左手を時計回りの方向に捻り過ぎているのがいけないのか。


などグリップをきめる時毎回悩んでしまっています。


しっくりきた感触でスイングした時と、

何かしっくりこない気分のままスイングした時とで

ボールの弾道が全く違います。


グリップの確立が大きな課題です。


このもどかしい思いはうまく伝わらないかもしれませんが、

何かよいアドバイスをお願いします。
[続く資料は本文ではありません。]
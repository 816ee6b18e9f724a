mod app;
mod message;
mod screens;
mod state;
mod widgets;

pub use app::CorrectorApp;
pub use message::Message;
pub use state::AppState;

use crate::review::ReviewSession;

/// Open the review window over a prepared session
pub fn run(session: ReviewSession) -> iced::Result {
    iced::application(
        move || CorrectorApp::new(session.clone()),
        CorrectorApp::update,
        CorrectorApp::view,
    )
    .title(CorrectorApp::title)
    .theme(CorrectorApp::theme)
    .subscription(CorrectorApp::subscription)
    .run()
}
//! Building a review session from image, label and prediction directories.

use std::path::{Path, PathBuf};
use std::sync::Arc;

use anyhow::Context;
use image::{DynamicImage, ImageReader};

use crate::detection::merge::DEFAULT_MERGE_THRESHOLD;
use crate::detection::{
    RtenDetector, SliceParams, SlicedPredictor, YoloParams, load_class_names,
};
use crate::label::{self, Prediction, YoloLabel};
use crate::review::{ReviewItem, ReviewSession};

/// Subdirectory of the corrected directory holding cached predictions
pub const PREDICTIONS_DIR: &str = "predicted_labels";

pub const IMAGE_EXTENSIONS: &[&str] = &["jpg", "jpeg", "png", "bmp", "tif", "tiff", "webp"];

#[derive(Debug, Clone)]
pub struct Config {
    pub images: PathBuf,
    /// Original ground truth labels
    pub labels: PathBuf,
    /// Where corrected labels are written
    pub corrected: PathBuf,
    pub model: PathBuf,
    /// Reuse predictions cached by an earlier run instead of running the model
    pub use_cached_predictions: bool,
    pub classes: Option<PathBuf>,
    pub yolo: YoloParams,
    pub slicing: SliceParams,
    /// IoS above which overlapping tile detections are merged
    pub merge_threshold: f32,
    pub debug_out: Option<PathBuf>,
}

impl Config {
    pub fn new(images: PathBuf, labels: PathBuf, corrected: PathBuf, model: PathBuf) -> Self {
        Self {
            images,
            labels,
            corrected,
            model,
            use_cached_predictions: false,
            classes: None,
            yolo: YoloParams::default(),
            slicing: SliceParams::default(),
            merge_threshold: DEFAULT_MERGE_THRESHOLD,
            debug_out: None,
        }
    }

    pub fn predictions_dir(&self) -> PathBuf {
        self.corrected.join(PREDICTIONS_DIR)
    }
}

/// Load the model named in `config` and wrap it for sliced prediction
pub fn load_predictor(config: &Config) -> anyhow::Result<SlicedPredictor> {
    let class_names = match &config.classes {
        Some(path) => load_class_names(path)?,
        None => Vec::new(),
    };
    let detector = RtenDetector::load(&config.model, config.yolo)?.with_class_names(class_names);
    SlicedPredictor::new(Arc::new(detector), config.slicing)
        .with_merge_threshold(config.merge_threshold)
        .with_debug(config.debug_out.clone())
}

/// Copy label files into `corrected`, never replacing a file already there.
///
/// Returns how many files were copied. Failures are logged and skipped.
pub fn copy_missing_labels(labels: &Path, corrected: &Path) -> anyhow::Result<usize> {
    std::fs::create_dir_all(corrected)
        .with_context(|| format!("Failed to create {}", corrected.display()))?;

    let mut copied = 0;
    for src in glob_in(labels, "*.txt")? {
        let Some(name) = src.file_name() else { continue };
        let dst = corrected.join(name);
        if dst.exists() {
            continue;
        }
        match std::fs::copy(&src, &dst) {
            Ok(_) => copied += 1,
            Err(e) => log::error!("Failed to copy {} to {}: {}", src.display(), dst.display(), e),
        }
    }
    log::debug!("Copied {} label files into {}", copied, corrected.display());
    Ok(copied)
}

fn glob_in(dir: &Path, pattern: &str) -> anyhow::Result<Vec<PathBuf>> {
    let dir = dir
        .to_str()
        .with_context(|| format!("Path is not valid UTF-8: {}", dir.display()))?;
    let pattern = format!("{}/{}", glob::Pattern::escape(dir), pattern);
    Ok(glob::glob(&pattern)?.filter_map(Result::ok).collect())
}

/// Images in `dir` with a known extension, sorted by path
pub fn list_images(dir: &Path) -> anyhow::Result<Vec<PathBuf>> {
    let mut images: Vec<PathBuf> = glob_in(dir, "*")?
        .into_iter()
        .filter(|p| {
            p.extension()
                .and_then(|e| e.to_str())
                .is_some_and(|e| IMAGE_EXTENSIONS.contains(&e.to_ascii_lowercase().as_str()))
        })
        .collect();
    images.sort();
    Ok(images)
}

fn open_image(path: &Path) -> anyhow::Result<DynamicImage> {
    let img = ImageReader::open(path)?
        .decode()
        .map_err(|e| anyhow::anyhow!("Failed to decode image: {}", e))?;
    Ok(DynamicImage::ImageRgb8(img.to_rgb8()))
}

/// Prepare the session: sync label files, obtain predictions and keep only
/// images where predictions and ground truth disagree.
///
/// `load` is only called when predictions have to be computed.
pub fn prepare_session<F>(config: &Config, load: F) -> anyhow::Result<ReviewSession>
where
    F: FnOnce(&Config) -> anyhow::Result<SlicedPredictor>,
{
    copy_missing_labels(&config.labels, &config.corrected)?;

    let pred_dir = config.predictions_dir();
    std::fs::create_dir_all(&pred_dir)
        .with_context(|| format!("Failed to create {}", pred_dir.display()))?;

    let predictor = if config.use_cached_predictions {
        None
    } else {
        Some(load(config)?)
    };

    let class_names = match (&config.classes, &predictor) {
        (Some(path), _) => load_class_names(path)?,
        (None, Some(p)) => p.class_names().to_vec(),
        (None, None) => Vec::new(),
    };

    let image_paths = list_images(&config.images)?;
    let total = image_paths.len();
    let mut items = Vec::new();

    for (idx, img_path) in image_paths.into_iter().enumerate() {
        log::info!("[{}/{}] Processing {}", idx + 1, total, img_path.display());

        let image = match open_image(&img_path) {
            Ok(image) => image,
            Err(e) => {
                log::error!("Failed to open image {}: {:#}", img_path.display(), e);
                continue;
            }
        };

        let label_file = label::label_file_for(&config.corrected, &img_path);
        let sourced = match label::read_label_lines(&label_file) {
            Ok(sourced) => sourced,
            Err(e) => {
                log::error!("Skipping {}: {:#}", img_path.display(), e);
                continue;
            }
        };

        let pred_file = label::label_file_for(&pred_dir, &img_path);
        let predictions: Vec<Prediction> = match &predictor {
            None => match label::read_predictions(&pred_file) {
                Ok(predictions) => predictions,
                Err(e) => {
                    log::error!("Skipping {}: {:#}", img_path.display(), e);
                    continue;
                }
            },
            Some(predictor) => {
                let name = img_path
                    .file_stem()
                    .map(|s| s.to_string_lossy().into_owned())
                    .unwrap_or_default();
                let predictions = predictor.predict(&name, &image)?;
                label::write_predictions(&pred_file, &predictions)?;
                predictions
            }
        };

        let labels: Vec<YoloLabel> = sourced.iter().map(|(l, _)| *l).collect();
        if label::same_label_set(&predictions, &labels) {
            log::debug!("{}: predictions agree with labels", img_path.display());
            continue;
        }

        items.push(ReviewItem::new(img_path, image, label_file, predictions, sourced));
    }

    log::info!("{} of {} images need review", items.len(), total);
    Ok(ReviewSession { items, class_names })
}
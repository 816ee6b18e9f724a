pub mod dataset;
pub mod detection;
pub mod enhance;
pub mod geometry;
pub mod label;
pub mod pipeline;
pub mod review;

pub use dataset::{Config, load_predictor, prepare_session};
pub use detection::{Detection, Detector, SliceParams, SlicedPredictor};
pub use geometry::{BoundingBox, Corner};
pub use label::{LabelError, Prediction, YoloLabel};
pub use pipeline::{DebugConfig, Pipeline, PipelineContext, PipelineData, PipelineStep, Region};
pub use review::{ReviewItem, ReviewSession};

#[cfg(feature = "gui")]
pub mod gui;
//! Per-image review decisions.
//!
//! Predictions start rejected and ground truth starts kept; the reviewer
//! flips them and may move box corners. Saving writes kept ground truth
//! followed by accepted predictions.

use std::path::PathBuf;
use std::sync::Arc;

use anyhow::Context;
use image::{DynamicImage, GenericImageView};

use crate::geometry::BoundingBox;
use crate::label::{Prediction, YoloLabel};

pub const NO_LABELS: &str = "No labels selected";

#[derive(Debug, Clone, PartialEq)]
pub struct PredictionState {
    pub label: YoloLabel,
    pub confidence: f32,
    pub accepted: bool,
}

impl From<Prediction> for PredictionState {
    fn from(p: Prediction) -> Self {
        Self {
            label: p.label,
            confidence: p.confidence,
            accepted: false,
        }
    }
}

#[derive(Debug, Clone, PartialEq)]
pub struct GroundTruthState {
    pub label: YoloLabel,
    pub kept: bool,
    /// Line read from the label file, dropped once the box is edited
    pub source: Option<String>,
}

impl GroundTruthState {
    /// Text written on save: the original line when unedited
    pub fn line(&self) -> String {
        self.source.clone().unwrap_or_else(|| self.label.canonical())
    }
}

impl From<YoloLabel> for GroundTruthState {
    fn from(label: YoloLabel) -> Self {
        Self {
            label,
            kept: true,
            source: None,
        }
    }
}

impl From<(YoloLabel, String)> for GroundTruthState {
    fn from((label, line): (YoloLabel, String)) -> Self {
        Self {
            label,
            kept: true,
            source: Some(line),
        }
    }
}

/// An image whose predictions disagree with its ground truth
#[derive(Debug, Clone)]
pub struct ReviewItem {
    pub image_path: PathBuf,
    pub image: Arc<DynamicImage>,
    pub label_file: PathBuf,
    pub predictions: Vec<PredictionState>,
    pub ground_truth: Vec<GroundTruthState>,
}

impl ReviewItem {
    pub fn new(
        image_path: PathBuf,
        image: DynamicImage,
        label_file: PathBuf,
        predictions: Vec<Prediction>,
        ground_truth: impl IntoIterator<Item = impl Into<GroundTruthState>>,
    ) -> Self {
        Self {
            image_path,
            image: Arc::new(image),
            label_file,
            predictions: predictions.into_iter().map(Into::into).collect(),
            ground_truth: ground_truth.into_iter().map(Into::into).collect(),
        }
    }

    pub fn dimensions(&self) -> (u32, u32) {
        self.image.dimensions()
    }

    pub fn prediction_box(&self, idx: usize) -> Option<BoundingBox> {
        let (w, h) = self.dimensions();
        self.predictions
            .get(idx)
            .map(|p| BoundingBox::from_label(&p.label, w, h))
    }

    pub fn ground_truth_box(&self, idx: usize) -> Option<BoundingBox> {
        let (w, h) = self.dimensions();
        self.ground_truth
            .get(idx)
            .map(|g| BoundingBox::from_label(&g.label, w, h))
    }

    pub fn toggle_prediction(&mut self, idx: usize) {
        if let Some(p) = self.predictions.get_mut(idx) {
            p.accepted = !p.accepted;
        }
    }

    pub fn toggle_ground_truth(&mut self, idx: usize) {
        if let Some(g) = self.ground_truth.get_mut(idx) {
            g.kept = !g.kept;
        }
    }

    fn spanned(&self, class_id: u32, anchor: (f32, f32), px: f32, py: f32) -> YoloLabel {
        let (w, h) = self.dimensions();
        BoundingBox::spanning(anchor, px, py).to_label(class_id, w, h)
    }

    /// Reshape a predicted box to span from the pixel `anchor` fixed at drag
    /// start to the dragged point `(px, py)`
    pub fn resize_prediction(&mut self, idx: usize, anchor: (f32, f32), px: f32, py: f32) {
        if let Some(class_id) = self.predictions.get(idx).map(|p| p.label.class_id) {
            self.predictions[idx].label = self.spanned(class_id, anchor, px, py);
        }
    }

    /// Like [`ReviewItem::resize_prediction`]; the box is then written in
    /// canonical form instead of its original line
    pub fn resize_ground_truth(&mut self, idx: usize, anchor: (f32, f32), px: f32, py: f32) {
        if let Some(class_id) = self.ground_truth.get(idx).map(|g| g.label.class_id) {
            let label = self.spanned(class_id, anchor, px, py);
            let state = &mut self.ground_truth[idx];
            state.label = label;
            state.source = None;
        }
    }

    /// Labels that will be written: kept ground truth, then accepted predictions
    pub fn final_labels(&self) -> Vec<YoloLabel> {
        self.ground_truth
            .iter()
            .filter(|g| g.kept)
            .map(|g| g.label)
            .chain(self.predictions.iter().filter(|p| p.accepted).map(|p| p.label))
            .collect()
    }

    /// Lines to save, in the same order as [`ReviewItem::final_labels`]
    pub fn collect_lines(&self) -> Vec<String> {
        self.ground_truth
            .iter()
            .filter(|g| g.kept)
            .map(GroundTruthState::line)
            .chain(
                self.predictions
                    .iter()
                    .filter(|p| p.accepted)
                    .map(|p| p.label.canonical()),
            )
            .collect()
    }

    pub fn preview_text(&self) -> String {
        let lines = self.collect_lines();
        if lines.is_empty() {
            NO_LABELS.to_string()
        } else {
            lines.join("\n")
        }
    }

    /// For each prediction, whether it disagrees with the kept ground truth.
    ///
    /// A prediction disagrees when it overlaps no kept box, or when the box it
    /// overlaps most has another class.
    pub fn flag_predictions(&self) -> Vec<bool> {
        let (w, h) = self.dimensions();
        let kept: Vec<(u32, BoundingBox)> = self
            .ground_truth
            .iter()
            .filter(|g| g.kept)
            .map(|g| (g.label.class_id, BoundingBox::from_label(&g.label, w, h)))
            .collect();

        self.predictions
            .iter()
            .map(|p| {
                let pbox = BoundingBox::from_label(&p.label, w, h);
                let best = kept
                    .iter()
                    .map(|(class_id, gbox)| (*class_id, pbox.iou(gbox)))
                    .fold(None, |best: Option<(u32, f32)>, cur| match best {
                        Some(b) if b.1 >= cur.1 => Some(b),
                        _ if cur.1 > 0.0 => Some(cur),
                        _ => best,
                    });
                match best {
                    Some((class_id, _)) => class_id != p.label.class_id,
                    None => true,
                }
            })
            .collect()
    }
}

/// Images under review plus the class names used to label them
#[derive(Debug, Clone, Default)]
pub struct ReviewSession {
    pub items: Vec<ReviewItem>,
    pub class_names: Vec<String>,
}

impl ReviewSession {
    pub fn is_empty(&self) -> bool {
        self.items.is_empty()
    }

    pub fn len(&self) -> usize {
        self.items.len()
    }

    pub fn class_name(&self, class_id: u32) -> String {
        class_name(&self.class_names, class_id)
    }

    /// Snapshot of every label file's final content
    pub fn save_job(&self) -> SaveJob {
        SaveJob {
            files: self
                .items
                .iter()
                .map(|item| (item.label_file.clone(), item.collect_lines()))
                .collect(),
        }
    }

    /// Write all label files
    pub fn save_all(&self) -> anyhow::Result<usize> {
        self.save_job().write()
    }
}

/// Display name for a class id, falling back to the number
pub fn class_name(names: &[String], class_id: u32) -> String {
    names
        .get(class_id as usize)
        .cloned()
        .unwrap_or_else(|| class_id.to_string())
}

/// Label file contents captured at save time
#[derive(Debug, Clone, PartialEq)]
pub struct SaveJob {
    pub files: Vec<(PathBuf, Vec<String>)>,
}

fn render(lines: &[String]) -> String {
    lines.iter().map(|l| format!("{l}\n")).collect()
}

impl SaveJob {
    pub fn write(&self) -> anyhow::Result<usize> {
        for (path, lines) in &self.files {
            if let Some(parent) = path.parent() {
                std::fs::create_dir_all(parent)
                    .with_context(|| format!("Failed to create {}", parent.display()))?;
            }
            std::fs::write(path, render(lines))
                .with_context(|| format!("Failed to write {}", path.display()))?;
        }
        log::info!("Saved {} label files", self.files.len());
        Ok(self.files.len())
    }

    /// Same as [`SaveJob::write`] without blocking the UI thread
    pub async fn write_async(self) -> anyhow::Result<usize> {
        for (path, lines) in &self.files {
            if let Some(parent) = path.parent() {
                tokio::fs::create_dir_all(parent)
                    .await
                    .with_context(|| format!("Failed to create {}", parent.display()))?;
            }
            tokio::fs::write(path, render(lines))
                .await
                .with_context(|| format!("Failed to write {}", path.display()))?;
        }
        log::info!("Saved {} label files", self.files.len());
        Ok(self.files.len())
    }
}
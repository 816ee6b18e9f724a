use clap::Parser;
use std::path::PathBuf;

use annotation_corrector::dataset::{self, Config};
use annotation_corrector::detection::YoloParams;
use annotation_corrector::SliceParams;

#[derive(Parser)]
#[command(name = "annotation-corrector")]
#[command(about = "Review YOLO labels where a detection model disagrees with them")]
struct Cli {
    /// Directory with the images
    #[arg(long, value_name = "DIR")]
    images: PathBuf,

    /// Directory with the original YOLO label files
    #[arg(long, value_name = "DIR")]
    labels: PathBuf,

    /// Directory for corrected labels (created if missing)
    #[arg(long, value_name = "DIR")]
    corrected: PathBuf,

    /// Path to the ONNX/rten detection model
    #[arg(long, value_name = "FILE")]
    model: PathBuf,

    /// Reuse predictions cached under <CORRECTED>/predicted_labels
    #[arg(long)]
    predictions: bool,

    /// Class names, one per line or a YOLO data.yaml
    #[arg(long, value_name = "FILE")]
    classes: Option<PathBuf>,

    /// Minimum detection confidence
    #[arg(long, default_value_t = 0.3)]
    confidence: f32,

    /// Slice size in pixels for sliced inference
    #[arg(long, default_value_t = 640)]
    slice_size: u32,

    /// Overlap ratio between neighbouring slices
    #[arg(long, default_value_t = 0.2)]
    overlap: f32,

    /// IoS above which overlapping detections from different slices merge
    #[arg(long, default_value_t = 0.5)]
    merge_threshold: f32,

    /// Save per-slice debug images to directory (must be empty)
    #[arg(long, value_name = "DIR")]
    debug_out: Option<PathBuf>,

    /// Enable verbose output
    #[arg(short, long)]
    verbose: bool,
}

impl Cli {
    fn into_config(self) -> Config {
        let mut config = Config::new(self.images, self.labels, self.corrected, self.model);
        config.use_cached_predictions = self.predictions;
        config.classes = self.classes;
        config.yolo = YoloParams {
            confidence_threshold: self.confidence,
            ..YoloParams::default()
        };
        config.slicing = SliceParams {
            slice_width: self.slice_size,
            slice_height: self.slice_size,
            overlap_width_ratio: self.overlap,
            overlap_height_ratio: self.overlap,
            ..SliceParams::default()
        };
        config.merge_threshold = self.merge_threshold;
        config.debug_out = self.debug_out;
        config
    }
}

fn main() -> anyhow::Result<()> {
    let args = Cli::parse();

    let level = if args.verbose { "debug" } else { "info" };
    env_logger::Builder::from_env(env_logger::Env::default().default_filter_or(level)).init();

    let config = args.into_config();
    let session = dataset::prepare_session(&config, dataset::load_predictor)?;

    if session.is_empty() {
        log::info!("All predictions match the labels, nothing to review");
        return Ok(());
    }

    #[cfg(feature = "gui")]
    annotation_corrector::gui::run(session)?;

    #[cfg(not(feature = "gui"))]
    log::warn!(
        "{} images need review but the gui feature is disabled",
        session.len()
    );

    Ok(())
}
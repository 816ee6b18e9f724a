//! Integration tests for preparing a review session.
//!
//! Tests cover:
//! - Copying label files into the corrected directory without overwriting
//! - Skipping images whose cached predictions match the labels
//! - Running a detector and caching its predictions
//! - Skipping images with malformed label files

mod common;

use std::sync::Arc;

use annotation_corrector::dataset::{self, list_images, prepare_session};

use common::*;

#[test]
fn test_copy_missing_labels_keeps_existing_files() -> anyhow::Result<()> {
    let data = TestDataset::new();
    data.add_label("a", "0 0.5 0.5 0.2 0.2\n");
    data.add_label("b", "1 0.5 0.5 0.2 0.2\n");

    std::fs::create_dir_all(&data.corrected)?;
    write_file(&data.corrected.join("a.txt"), "edited\n");

    let copied = dataset::copy_missing_labels(&data.labels, &data.corrected)?;
    assert_eq!(copied, 1);
    assert_eq!(data.corrected_label("a"), "edited\n");
    assert_eq!(data.corrected_label("b"), "1 0.5 0.5 0.2 0.2\n");

    Ok(())
}

#[test]
fn test_list_images_filters_and_sorts() -> anyhow::Result<()> {
    let data = TestDataset::new();
    data.add_image("b", 8, 8);
    data.add_image("a", 8, 8);
    write_file(&data.images.join("notes.txt"), "not an image");

    let images = list_images(&data.images)?;
    let names: Vec<_> = images
        .iter()
        .map(|p| p.file_name().unwrap().to_string_lossy().into_owned())
        .collect();
    assert_eq!(names, vec!["a.png", "b.png"]);

    Ok(())
}

#[test]
fn test_cached_predictions_only_keep_disagreements() -> anyhow::Result<()> {
    let data = TestDataset::new();
    data.add_image("same", 100, 100);
    data.add_image("differs", 100, 100);
    data.add_label("same", "0 0.5 0.5 0.2 0.2\n");
    data.add_label("differs", "0 0.5 0.5 0.2 0.2\n");
    // same box written with a different precision still matches
    data.add_cached_prediction("same", "0 0.500000 0.500000 0.200000 0.200000 0.870000\n");
    data.add_cached_prediction("differs", "1 0.5 0.5 0.2 0.2 0.6\n");

    let classes = write_file(&data.dir.path().join("classes.txt"), "car\nperson\n");
    let mut config = data.config();
    config.use_cached_predictions = true;
    config.classes = Some(classes);

    let session = prepare_session(&config, |_| panic!("model must not be loaded"))?;

    assert_eq!(session.len(), 1);
    let item = &session.items[0];
    assert!(item.image_path.ends_with("differs.png"));
    assert_eq!(item.label_file, data.corrected.join("differs.txt"));
    assert_eq!(item.predictions.len(), 1);
    assert_eq!(item.ground_truth.len(), 1);
    assert_eq!(session.class_names, vec!["car", "person"]);
    assert_eq!(session.class_name(1), "person");
    assert_eq!(session.class_name(7), "7");

    Ok(())
}

#[test]
fn test_detector_predictions_are_cached() -> anyhow::Result<()> {
    let data = TestDataset::new();
    data.add_image("agrees", 100, 100);
    data.add_image("missing_box", 100, 100);
    data.add_label("agrees", "0 0.25 0.4 0.3 0.4\n");
    data.add_label("missing_box", "");

    let detector = Arc::new(StubDetector::new(vec![detection(0, 0.9, 10.0, 20.0, 30.0, 40.0)]));
    let config = data.config();
    let session = prepare_session(&config, |_| Ok(stub_predictor(detector.clone())))?;

    assert_eq!(detector.calls(), 2);
    assert_eq!(session.len(), 1);
    assert!(session.items[0].image_path.ends_with("missing_box.png"));
    // class names fall back to the detector's
    assert_eq!(session.class_names, vec!["car", "person"]);

    let cached = std::fs::read_to_string(config.predictions_dir().join("agrees.txt"))?;
    assert_eq!(cached, "0 0.250000 0.400000 0.300000 0.400000 0.900000\n");

    Ok(())
}

#[test]
fn test_malformed_labels_skip_image() -> anyhow::Result<()> {
    let data = TestDataset::new();
    data.add_image("broken", 100, 100);
    data.add_label("broken", "0 0.5 0.5\n");
    data.add_cached_prediction("broken", "0 0.5 0.5 0.2 0.2 0.9\n");

    let mut config = data.config();
    config.use_cached_predictions = true;
    let session = prepare_session(&config, |_| panic!("model must not be loaded"))?;

    assert!(session.is_empty());
    // left untouched for the user to fix
    assert_eq!(data.corrected_label("broken"), "0 0.5 0.5\n");

    Ok(())
}

#[test]
fn test_undecodable_image_is_skipped() -> anyhow::Result<()> {
    let data = TestDataset::new();
    write_file(&data.images.join("corrupt.png"), "not really a png");
    data.add_image("fine", 100, 100);
    data.add_cached_prediction("fine", "0 0.5 0.5 0.2 0.2 0.9\n");

    let mut config = data.config();
    config.use_cached_predictions = true;
    let session = prepare_session(&config, |_| panic!("model must not be loaded"))?;

    assert_eq!(session.len(), 1);
    assert!(session.items[0].image_path.ends_with("fine.png"));
    assert!(session.items[0].ground_truth.is_empty());

    Ok(())
}
use std::collections::BTreeMap;
use std::path::Path;

use anyhow::Context;
use serde::Deserialize;

#[derive(Deserialize)]
#[serde(untagged)]
enum Names {
    List(Vec<String>),
    Map(BTreeMap<u32, String>),
}

#[derive(Deserialize)]
struct Dataset {
    names: Names,
}

/// Load class names indexed by class id.
///
/// `.yaml`/`.yml` files are read as a YOLO dataset description with a
/// `names` list or `id: name` map; anything else as one name per line.
pub fn load_class_names(path: &Path) -> anyhow::Result<Vec<String>> {
    let text = std::fs::read_to_string(path)
        .with_context(|| format!("Failed to read class names from {}", path.display()))?;

    let is_yaml = path
        .extension()
        .and_then(|e| e.to_str())
        .is_some_and(|e| e.eq_ignore_ascii_case("yaml") || e.eq_ignore_ascii_case("yml"));

    if is_yaml {
        let dataset: Dataset = serde_yaml::from_str(&text)
            .with_context(|| format!("Invalid dataset file {}", path.display()))?;
        return Ok(names_from(dataset.names));
    }

    Ok(text
        .lines()
        .map(str::trim)
        .filter(|l| !l.is_empty())
        .map(str::to_string)
        .collect())
}

fn names_from(names: Names) -> Vec<String> {
    match names {
        Names::List(list) => list,
        Names::Map(map) => {
            let len = map.keys().next_back().map(|k| *k as usize + 1).unwrap_or(0);
            (0..len)
                .map(|id| map.get(&(id as u32)).cloned().unwrap_or_else(|| id.to_string()))
                .collect()
        }
    }
}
」




【回答】
ゴルフを初めて1年で

とてもセンスの良い質問だと思いました。


4Iについてですが、

NS950(S)でも大きな問題はありません。


やや軽くなりますが、

許容範囲内です。


フレックス的にもS問題ありません。


Rだと柔らかすぎます。


ちなみに、5Wのシャフトは軽すぎるので

最低でも70g台のシャフトに交換すべきです。


安価なシャフトで問題ありません。


アイアンを換えて飛距離が落ちたとのことですが

ロフト角が変われば飛距離は落ちますから

問題ありません。


そのかわり、適正なバックスピン量が確保できます。



スイングについてですが、

トップで左手首が甲側に折れる状態は

フェースが開いている状態になります。


なので、インパクトでフェースが開き、

スライスしている可能性があります。


加えて、振り遅れ(ハンドファーストすぎる状態)

によるスライスの可能性もあります。


問題は、トップでフェースが開きすぎてしまうことと、

テークバックで右肘を引いてしまうことだと思われます。


グリップをフックに握っているということですが、

フックに握るとテークバックがインサイドに入りやすくなります。


そのイメージが強くなると、

右肘を引くようになってしまいがちです。


さらに、トップで左肩が下がっている可能性もあります。


こうなると、右肘が引けて右脇が開くような形になり、

右手首がまっすぐに伸びやすくなります。


そうすると、フェースが開いてしまいます。


おっしゃるように、

アウトサイドイン軌道が原因のスライスではないと思います。


問題は、


・テークバックがインサイドに入りすぎる(右肘が引ける)

・左肩が下がる

・結果、左手首は甲側に折れ、右手首はまっすぐになり、

フェースが開く

・フェースがインパクトまでに戻らずにスライス


ということだと考えられます。


解決策としては、


「縦の動作を覚える」


ということです。


テークバックで、もう少し

クラブを縦に上げる動作を覚えることです。


フックグリップだと、横に引くイメージが強くなってしまいます。


ウッド系はそれでも何とか良い結果は出ますが

ダウンブローが必須のアイアンは難しいです。


なので、アイアンショットで、

テークバックを縦に上げる練習をしてください。


グリップも、少しだけ、スクエアよりに

調整してみてください。


そして、コックを入れる方向を理解することが大事です。


コックを入れる方向は、

左手小指あたりを支点として右手で持ち上げるイメージです。


極端に言うと、左手は下に押し、右手は手前に引くイメージです。


この動作で縦のクラブの上げ方が分かります。


すると、トップからのコックの解放(リリース)

もしやすくなり、リリースと同時に

フェースローテーションも出来るようになります。


現状、クラブを引く動作が強いので、

縦に上げるイメージを養うためにも、

この練習をアイアンで行なってみてください。


6番〜5番アイアンくらいが妥当です。


そうすれば、ウッド系も自ずと修正できます。


アウトサイドイン軌道にだけ、注意すれば問題ありません。